In Mexico, everyone understands Hitchhiking as Rides - like the english word.
¿Donde vas? ¿Puedo dar un ride?
Where are you going? Can I have a ride?
These are stories of my most memorable rides.
They happened two days from each other last week.
I'm pulling out my map right now. My first day backtracking on my whole trip was from Mexico City to Oaxaca. I took two steps out of a truck & waved my thumb towards the cars headed to the junction. The red one stopped. I took 5 steps from one ride to the ride. Chido. Cool. This is Brynn & Rafa. Brynn is from Portland Maine, but says she's from Canada; Rafa is from Acapulco & lives in Ensenada, near Tijuana. They met going to school in Halifax, at Dalhousie. Muy chido.
We polished off a bottle of creme de mezcale that night & probably pissed off everyone else at the hostel. Found a lucha libra themed bar with a band playing in centre ring. The next day we spent climbing inside some Zacatecan tombs & ruins together, at Yagul, Mitla & Monte Alban, that watches over Oaxaca city. Saw what I wanted to see - the tree that is it's own ecosystem, El Tule. The petrified waterfalls were beyond what I was expecting. (Hierve el Agua.) Strangely peaceful, or just strange.
Brynn & I are on the same wavelengths, where she will do or say something moments before I am about to. She studied arabic, is a couchsurfer & shaved her head 3 times last year. Rafa had cut all his dreads off a month ago, except for one at the back. Together they are the second cutest couple I've seen in Mexico. (The first being Nati & Mati from Sayulita who have cartoon superpower cuteness, although I hadn't considered Dante & his beau from Mexico City...)
They left me outside the hostel we stayed at the night before & I proceeded to get lost & wander through Oaxaca alone, which isn't so bad actually.
There are two highways getting from Oaxaca to Puerto Escondido. One goes east to Juchitan, then along the coast to Pto Escondido, while the other goes direct. I see the sign for the direct one, the one I want to take, & have a discussion with the lovely bus driver man who says esta es solo un media hora mas rapido - this one is only half an hour faster. (Ha! If only.) I get off...

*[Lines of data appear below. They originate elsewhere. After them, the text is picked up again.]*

impl WorkerRuntime {
    pub fn new(
        registry: Arc<WorkerRegistry>,
        tasks: Arc<WorkerTaskStore>,
        policy: Arc<PolicyGate>,
        engine: Arc<ToolLoopEngine>,
        executor: Executor,
        events: EventSink,
        cfg: RuntimeConfig,
    ) -> Self {
        Self {
            registry,
            tasks,
            policy,
            engine,
            executor,
            events,
            surface: Arc::new(SilentSurface::new()),
            cfg,
            cancellations: Mutex::new(HashMap::new()),
        }
    }

    /// Attach a live chat surface for progress notes. Headless dispatches
    /// keep the default silent surface.
    pub fn with_surface(mut self, surface: Arc<dyn ChatSurface>) -> Self {
        self.surface = surface;
        self
    }

    /// Request cooperative cancellation of an in-flight task. Returns false
    /// when the task is not currently running.
    pub async fn cancel(&self, task_id: Uuid) -> bool {
        let map = self.cancellations.lock().await;
        match map.get(&task_id) {
            Some(token) => {
                token.cancel();
                true
            }
            None => false,
        }
    }

    /// Execute one instruction to completion and return the final task
    /// record. All failures are recorded on the task; `Err` is reserved for
    /// infrastructure faults (store unavailable, unknown worker).
    pub async fn execute(&self, req: DispatchRequest) -> Result<Task, Error> {
        let worker = self.resolve_worker(req.worker_id).await?;

        let task = Task::new(worker.id, req.source, req.instruction.clone());
        self.tasks.append(&task).await?;
        self.emit_state(&task, None);
        let task_id = task.task_id;

        // Policy decides the backend before the worker is ever marked busy.
        let Some(backend) = self.select_backend(&worker, req.requested_backend).await else {
            let failed = self
                .tasks
                .patch(
                    task_id,
                    TaskPatch::status(TaskStatus::Failed)
                        .with_error(ErrorCode::PolicyBlocked.as_str()),
                )
                .await?;
            warn!(worker = %worker.name, "No backend allowed by policy");
            self.emit_state(&failed, Some("no backend allowed by policy".into()));
            return Ok(failed);
        };

        if worker.status == WorkerStatus::Busy {
            let failed = self
                .tasks
                .patch(
                    task_id,
                    TaskPatch::status(TaskStatus::Failed)
                        .with_error(ErrorCode::ExecutionError.as_str()),
                )
                .await?;
            self.emit_state(&failed, Some("worker is busy".into()));
            return Ok(failed);
        }

        // Register the cancellation handle before the ledger shows the task
        // as running, so a cancel() issued right after that read always lands.
        let cancel = CancellationToken::new();
        self.cancellations
            .lock()
            .await
            .insert(task_id, cancel.clone());

        let started = async {
            self.registry.set_status(worker.id, WorkerStatus::Busy).await?;
            self.tasks
                .patch(
                    task_id,
                    TaskPatch::status(TaskStatus::Running).with_backend(backend),
                )
                .await
        }
        .await;
        let running = match started {
            Ok(running) => running,
            Err(e) => {
                self.cancellations.lock().await.remove(&task_id);
                return Err(e);
            }
        };
        self.emit_state(&running, Some(backend.to_string()));
        info!(task = %task_id, worker = %worker.name, backend = %backend, "Task started");
        if let Err(e) = self
            .surface
            .progress(&format!("Working on it ({backend})..."))
            .await
        {
            warn!("Progress note failed: {e}");
        }

        let result = self
            .run_backend(&worker, backend, &req, task_id, &cancel)
            .await;

        self.cancellations.lock().await.remove(&task_id);

        // The worker is always returned to ready, whatever happened.
        self.registry
            .set_status(worker.id, WorkerStatus::Ready)
            .await?;

        let finished = self.finalize(task_id, &worker, result).await?;
        self.emit_state(&finished, finished.error.clone());
        Ok(finished)
    }

    async fn resolve_worker(&self, worker_id: Option<Uuid>) -> Result<Worker, Error> {
        match worker_id {
            Some(id) => self
                .registry
                .get(id)
                .await?
                .ok_or_else(|| TaskError::NotFound { id }.into()),
            None => self.registry.ensure_default(Backend::CoreAgent).await,
        }
    }

    /// Priority order: requested, worker-configured, then the catch-alls.
    /// First policy-allowed candidate wins.
    async fn select_backend(
        &self,
        worker: &Worker,
        requested: Option<Backend>,
    ) -> Option<Backend> {
        let mut candidates: Vec<Backend> = Vec::with_capacity(6);
        if let Some(b) = requested {
            candidates.push(b);
        }
        candidates.push(worker.backend);
        candidates.extend(Backend::catch_alls());
        candidates.dedup_by(|a, b| a == b);

        let mut seen = Vec::new();
        for backend in candidates {
            if seen.contains(&backend) {
                continue;
            }
            seen.push(backend);
            if self.policy.allowed(Some(worker.id), backend.as_str()).await {
                return Some(backend);
            }
        }
        None
    }

    async fn run_backend(
        &self,
        worker: &Worker,
        backend: Backend,
        req: &DispatchRequest,
        task_id: Uuid,
        cancel: &CancellationToken,
    ) -> BackendResult {
        match backend {
            Backend::CoreAgent => self.run_core_agent(worker, &req.instruction, cancel).await,
            Backend::Codex | Backend::GeminiCli | Backend::Shell => {
                self.run_subprocess(worker, backend, req, task_id, cancel)
                    .await
            }
        }
    }

    /// In-process execution: the tool loop runs rooted at the worker's
    /// workspace. Cancellation races the loop at its await points.
    async fn run_core_agent(
        &self,
        worker: &Worker,
        instruction: &str,
        cancel: &CancellationToken,
    ) -> BackendResult {
        let ctx = ToolContext {
            workspace_root: worker.workspace_root.clone(),
            worker_id: Some(worker.id),
        };
        let history = vec![
            ChatMessage::system(format!(
                "You are a worker agent. Your workspace is {}. Complete the instruction \
                 using the available tools, then answer with the outcome.",
                worker.workspace_root.display()
            )),
            ChatMessage::user(instruction),
        ];

        let deadline = tokio::time::sleep(self.cfg.task_timeout);
        tokio::select! {
            outcome = self.engine.run(history, &ctx) => match outcome {
                Ok(text) => BackendResult::done(Backend::CoreAgent, text),
                Err(e) => BackendResult::failed(
                    Backend::CoreAgent,
                    ErrorCode::ExecutionError,
                    e.to_string(),
                ),
            },
            _ = cancel.cancelled() => BackendResult::failed(
                Backend::CoreAgent,
                ErrorCode::CancelledByUser,
                "cancelled during in-process execution",
            ),
            _ = deadline => BackendResult::failed(
                Backend::CoreAgent,
                ErrorCode::ExecutionTimeout,
                format!("task exceeded {:?}", self.cfg.task_timeout),
            ),
        }
    }

    async fn run_subprocess(
        &self,
        worker: &Worker,
        backend: Backend,
        req: &DispatchRequest,
        task_id: Uuid,
        cancel: &CancellationToken,
    ) -> BackendResult {
        let Some(invocation) = backend.cli_invocation() else {
            return BackendResult::failed(
                backend,
                ErrorCode::ExecPrepareFailed,
                "backend has no CLI invocation",
            );
        };
        let exec_req =
            ExecRequest::from_invocation(invocation, &req.instruction, &worker.workspace_root);

        let outcome = match self.supervise(&exec_req, cancel).await {
            Ok(outcome) => outcome,
            Err(e) => {
                // Preparation failure: CLI binary missing or not runnable.
                warn!(backend = %backend, "Subprocess preparation failed: {e}");
                if matches!(backend, Backend::Codex | Backend::GeminiCli)
                    && (req.permit_fallback || looks_like_shell_command(&req.instruction))
                {
                    info!(task = %task_id, "Falling back to core-agent");
                    if let Err(patch_err) = self
                        .tasks
                        .patch(
                            task_id,
                            TaskPatch {
                                retry_increment: 1,
                                backend: Some(Backend::CoreAgent),
                                ..Default::default()
                            },
                        )
                        .await
                    {
                        warn!("Failed to record fallback: {patch_err}");
                    }
                    return self
                        .run_core_agent(worker, &req.instruction, cancel)
                        .await;
                }
                return BackendResult::failed(backend, ErrorCode::ExecPrepareFailed, e.to_string());
            }
        };

        // Codex argument-shape failure: one retry with the simplified form.
        if backend == Backend::Codex
            && !outcome.success()
            && outcome.stderr.contains(CODEX_ARG_ERROR)
        {
            if let Some(simplified) = backend.simplified_cli_invocation() {
                info!(task = %task_id, "Retrying codex with simplified invocation");
                if let Err(patch_err) = self
                    .tasks
                    .patch(
                        task_id,
                        TaskPatch {
                            retry_increment: 1,
                            ..Default::default()
                        },
                    )
                    .await
                {
                    warn!("Failed to record retry: {patch_err}");
                }
                let retry_req = ExecRequest::from_invocation(
                    simplified,
                    &req.instruction,
                    &worker.workspace_root,
                );
                match self.supervise(&retry_req, cancel).await {
                    Ok(retry_outcome) => return self.map_outcome(backend, retry_outcome),
                    Err(e) => {
                        return BackendResult::failed(
                            backend,
                            ErrorCode::ExecPrepareFailed,
                            e.to_string(),
                        );
                    }
                }
            }
        }

        self.map_outcome(backend, outcome)
    }

    async fn supervise(
        &self,
        req: &ExecRequest,
        cancel: &CancellationToken,
    ) -> std::io::Result<ExecOutcome> {
        self.executor
            .run(
                req,
                self.cfg.task_timeout,
                cancel,
                self.cfg.poll_interval,
                self.cfg.kill_grace,
            )
            .await
    }

    fn map_outcome(&self, backend: Backend, outcome: ExecOutcome) -> BackendResult {
        match outcome.status {
            ExecStatus::Exited(0) => {
                BackendResult::done(backend, outcome.primary_output().to_string())
            }
            ExecStatus::Exited(code) => BackendResult::failed(
                backend,
                ErrorCode::ExecutionError,
                format!("exit code {code}: {}", summarize(&outcome.stderr)),
            ),
            ExecStatus::TimedOut => BackendResult::failed(
                backend,
                ErrorCode::ExecutionTimeout,
                format!("subprocess killed after {:?}", self.cfg.task_timeout),
            ),
            ExecStatus::Cancelled => BackendResult::failed(
                backend,
                ErrorCode::CancelledByUser,
                "subprocess killed on cancellation",
            ),
        }
    }

    async fn finalize(
        &self,
        task_id: Uuid,
        worker: &Worker,
        result: BackendResult,
    ) -> Result<Task, Error> {
        match result {
            BackendResult::Done { backend, text } => {
                self.registry.set_last_error(worker.id, None).await?;
                let summary = summarize(&text);
                self.tasks
                    .patch(
                        task_id,
                        TaskPatch {
                            status: Some(TaskStatus::Done),
                            backend: Some(backend),
                            result: Some(text.clone()),
                            result_summary: Some(summary),
                            output: Some(TaskOutput {
                                text: Some(text),
                                ..Default::default()
                            }),
                            ..Default::default()
                        },
                    )
                    .await
            }
            BackendResult::Failed {
                backend,
                code,
                message,
            } => {
                self.registry
                    .set_last_error(worker.id, Some(format!("{code}: {message}")))
                    .await?;
                self.tasks
                    .patch(
                        task_id,
                        TaskPatch {
                            status: Some(TaskStatus::Failed),
                            backend: Some(backend),
                            error: Some(code.as_str().to_string()),
                            result_summary: Some(message.clone()),
                            output: Some(TaskOutput {
                                error: Some(message),
                                ..Default::default()
                            }),
                            ..Default::default()
                        },
                    )
                    .await
            }
        }
    }

    fn emit_state(&self, task: &Task, detail: Option<String>) {
        self.events.emit(LifecycleEvent::TaskStateChanged {
            task_id: task.task_id,
            worker_id: task.worker_id,
            status: task.status.to_string(),
            detail,
        });
    }
}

10 hours later I arrive in Escondido.
Hitching through nowhere again. Luckily I watched that video until 5 am last night about those lovely folks doing a hitching documentary in Europe. They humbly said "Even if you wait all day, you will get there." No big deal. I got some good spots. Got a couple half hour rides along the way. Two trucks pull over in the middle of rural Oaxaca. They're going to Escondido! I find it odd that two trucks should stop. My offer has two guys inside. Should I:
b) hop in
c) see what the second truck is up to
There is really no option to be overdramatized. Of course I went with them. Roberto is driving & Alan is sitting shotgun. Alan is kinda cute. Roberto says the other man in the other truck is with them. A convoy! The other man in the other truck doesn't speak english or spanish, only Romano. Gypsies!
Roberto apologizes for going slow, even though we're passing the lumber trucks & have to wait for his friend about once an hour to catch up. We make switch batteries for our own truck about 3 times with the battery at my feet, & once for a new one. I try to catch some z's & hope to see the ocean in an hour or so. When I wake up, we're still climbing. Alan decides to go with the other truck either to talk, or help him manoever potholes. Roberto is a good driver, cause he makes this trip once a week, to sell 1200 coconuts, as well as drives a truck to the northern border.
We're waiting for them when Alan comes in the back of a pickup. No gas. Syphon gas from ours & he hitches back to his own. We are at the top of the mountain with rings of clouds over our heads. The air is fresh & spectacular. Two more hours he says.
As it gets darker I start realizing that we have no lights. None. We stop under a streetlight; he pulls out some wiring from under the dash, unscrews a light from the trailer & with a twist of a couple wire coathangers - voila! One headlight. Roberto buys & sells cars. Gyspies; at least I know I'm in good hands. Roberto apologizes for being so slow in getting there, but it's an Adventure! Adventure always means misadventure, but I am enjoying the ride. He says at least I'll get there safely.
So the police stop us. In the back of the other truck is half the skeleton of a cab of another truck. Alan rolls up some document sitting on the seat & shoves it in his pocket. I briefly question whether the truck is stolen, & continue reading my book.
Roberto says among other things he's a pilot. He flies a small plane of marijuana from a clandestine location to Guatemala & Columbia for the drug cartel. He buys me a coke & a bag of chips. I've spent 8pesos today. We talk about how he needs to practice his English & how my Spanish is fairly good. After almost 11 hours since leaving the hostel, I get dropped off in Pto Escondido.
What did they say in that documentary again? Don't take rides from strangers? No wait - Don't Panic!
No, that's Hitchhiker's Guide to the Galaxy. Actually, that's the best advice there is.